Crater counts show that the ridges are of two different ages. One dates from Early Hesperian, while the other group dates to the Late Noachian. These dates correspond to the time when Mars had lakes and valley networks which formed from runoff, drainage and storage of liquid water on the surface of Mars.[4] Later studies suggest the ice sheet formed near the boundary of the Noachian-Hesperian era and receded in the early Hesperian era.[5]
The Dorsa Argentea Formation represents a time when there was melting and drainage of meltwater from a giant ice sheet around the Martian South Pole.[6] [7] Various mechanisms may have caused the ice to melt. Possible mechanisms may have been a warmer atmosphere, volcanism, or increased thickness of the ice cap from accumulating snow.[8][9][10][11][12][13]

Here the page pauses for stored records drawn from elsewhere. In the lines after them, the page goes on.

//! Infographic markers
//!
//! Non-solid helper objects whose geometry is derived from another scene
//! object every frame: a halo that keeps a body visible from far away, and
//! a marker showing a body's height above the ecliptic plane. They are
//! updated before layering runs so the orchestrator sees current values.

use crate::core::entity::{Entity, SceneObject, World};
use glam::DVec3;
use tracing::{debug, trace, warn};

/// Halo around a target body
///
/// The halo grows with camera distance so its apparent size stays constant,
/// and is only shown inside a distance window expressed in target radii.
#[derive(Debug, Clone, Copy, PartialEq)]
pub struct Halo {
    pub target: Entity,
    /// Radius of the halo at the nearest visible distance, in meters
    pub own_radius: f64,
    /// Nearest visible distance, in target radii
    pub min_visible_radius: f64,
    /// Furthest visible distance, in target radii
    pub max_visible_radius: f64,
}

/// Vertical marker from the ecliptic plane up to a target body
#[derive(Debug, Clone, Copy, PartialEq)]
pub struct EclipticHeight {
    pub target: Entity,
    /// Heights below this are not worth showing, in meters
    pub min_height: f64,
}

/// Whether the host should draw a marker this frame
#[derive(Debug, Clone, Copy, Default, PartialEq, Eq)]
pub struct MarkerVisibility(pub bool);

struct MarkerUpdate {
    entity: Entity,
    coordinate: DVec3,
    radius: f64,
    visible: bool,
}

impl Halo {
    fn follow(&self, target: &SceneObject, camera_coordinate: DVec3) -> (DVec3, f64, bool) {
        let distance = target.distance_to(camera_coordinate);
        let min_distance = target.radius * self.min_visible_radius;
        let max_distance = target.radius * self.max_visible_radius;

        let radius = if min_distance > 0.0 {
            self.own_radius * distance / min_distance
        } else {
            self.own_radius
        };
        let visible = distance >= min_distance && distance <= max_distance;

        (target.coordinate, radius, visible)
    }
}

impl EclipticHeight {
    fn follow(&self, target: &SceneObject) -> (DVec3, f64, bool) {
        let coordinate = DVec3::new(target.coordinate.x, 0.0, target.coordinate.z);
        // Bodies below the plane get a marker of the same length
        let radius = target.coordinate.y.abs();

        (coordinate, radius, radius >= self.min_height)
    }
}

/// Move every marker onto its target and refresh its visibility
///
/// Markers whose target no longer exists keep their last geometry.
pub fn update_infographics(world: &mut World, camera_coordinate: DVec3) {
    let mut updates = Vec::new();

    for (entity, halo) in world.query::<&Halo>().iter() {
        match world.get::<SceneObject>(halo.target) {
            Ok(target) => {
                let (coordinate, radius, visible) = halo.follow(&target, camera_coordinate);
                updates.push(MarkerUpdate {
                    entity,
                    coordinate,
                    radius,
                    visible,
                });
            }
            Err(_) => {
                warn!(marker = ?entity, target_entity = ?halo.target, "Halo target is missing");
            }
        }
    }

    for (entity, marker) in world.query::<&EclipticHeight>().iter() {
        match world.get::<SceneObject>(marker.target) {
            Ok(target) => {
                let (coordinate, radius, visible) = marker.follow(&target);
                updates.push(MarkerUpdate {
                    entity,
                    coordinate,
                    radius,
                    visible,
                });
            }
            Err(_) => {
                warn!(
                    marker = ?entity,
                    target_entity = ?marker.target,
                    "Ecliptic marker target is missing"
                );
            }
        }
    }

    for MarkerUpdate {
        entity,
        coordinate,
        radius,
        visible,
    } in updates
    {
        if let Ok(mut object) = world.get_mut::<SceneObject>(entity) {
            object.coordinate = coordinate;
            object.radius = radius;
        }

        let has_visibility = match world.get_mut::<MarkerVisibility>(entity) {
            Ok(mut current) => {
                current.0 = visible;
                true
            }
            Err(_) => false,
        };
        if !has_visibility {
            if let Err(e) = world.insert_one(entity, MarkerVisibility(visible)) {
                debug!(marker = ?entity, error = %e, "Failed to attach MarkerVisibility");
            }
        }

        trace!(marker = ?entity, radius, visible, "Infographic updated");
    }
}
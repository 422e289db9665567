//! Meter <-> render unit conversion
//!
//! `scale` is always render units per meter and is supplied by the caller.
//! Scalars stay in f64 so callers decide when to truncate; vectors are
//! truncated to f32 here, which is the single point where positions lose
//! precision on their way to the GPU.

use glam::{DVec3, Vec3};

/// Convert a length in meters to render units
pub fn meter_to_unit(meters: f64, scale: f64) -> f64 {
    meters * scale
}

/// Convert a position in meters to a render-space position
pub fn meter_to_unit_vec(meters: DVec3, scale: f64) -> Vec3 {
    (meters * scale).as_vec3()
}

/// Convert a length in render units back to meters
pub fn unit_to_meter(units: f64, scale: f64) -> f64 {
    units / scale
}

/// Convert a render-space position back to meters
pub fn unit_to_meter_vec(units: Vec3, scale: f64) -> DVec3 {
    units.as_dvec3() / scale
}

#[cfg(test)]
mod tests {
    use super::*;

    #[test]
    fn test_scalar_round_trip() {
        for &scale in &[1e-9, 3.3e-12, 0.5, 1.0, 250.0] {
            for &meters in &[0.0, 1.0, -42.5, 6.96e8, 1.496e11, 1e13] {
                let back = unit_to_meter(meter_to_unit(meters, scale), scale);
                let tolerance = 1e-12 * meters.abs().max(1.0);
                assert!(
                    (back - meters).abs() <= tolerance,
                    "round trip of {meters} at scale {scale} gave {back}"
                );
            }
        }
    }

    #[test]
    fn test_vector_conversion_truncates_once() {
        let meters = DVec3::new(1.496e11, -3.0e8, 2.5);
        let units = meter_to_unit_vec(meters, 1e-9);

        assert!((units.x - 149.6).abs() < 1e-4);
        assert!((units.y + 0.3).abs() < 1e-6);

        let back = unit_to_meter_vec(units, 1e-9);
        assert!((back.x - meters.x).abs() / meters.x < 1e-6);
    }

    #[test]
    fn test_render_size_of_near_band() {
        // A band starting at 100 m with a 0.5 unit near anchor
        let scale = 0.5 / 100.0;
        assert!((meter_to_unit(100.0, scale) - 0.5).abs() < 1e-12);
        assert!((unit_to_meter(5_000.0, scale) - 1_000_000.0).abs() < 1e-6);
    }
}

A thick ice sheet is more likely in the south polar region than in the north pole because the south pole is higher in altitude.[14][15][16][17][18] Also, there may have been much more water available in the Martian atmosphere when the ice sheet developed.[19]
A team of researchers used an early Mars global climate model together with the University of Maine Ice Sheet Model to determine how the eskers of the Dorsa Argentea Formation formed. They concluded that a greenhouse gas in addition to a thicker carbon dioxide atmosphere was needed to warm the surface enough. In addition, to produce the shape of the ice sheet, at least part of the Tharsis volcanoes needed to be present. In other words, Tharsis volcanoes came before the ice sheet.[20]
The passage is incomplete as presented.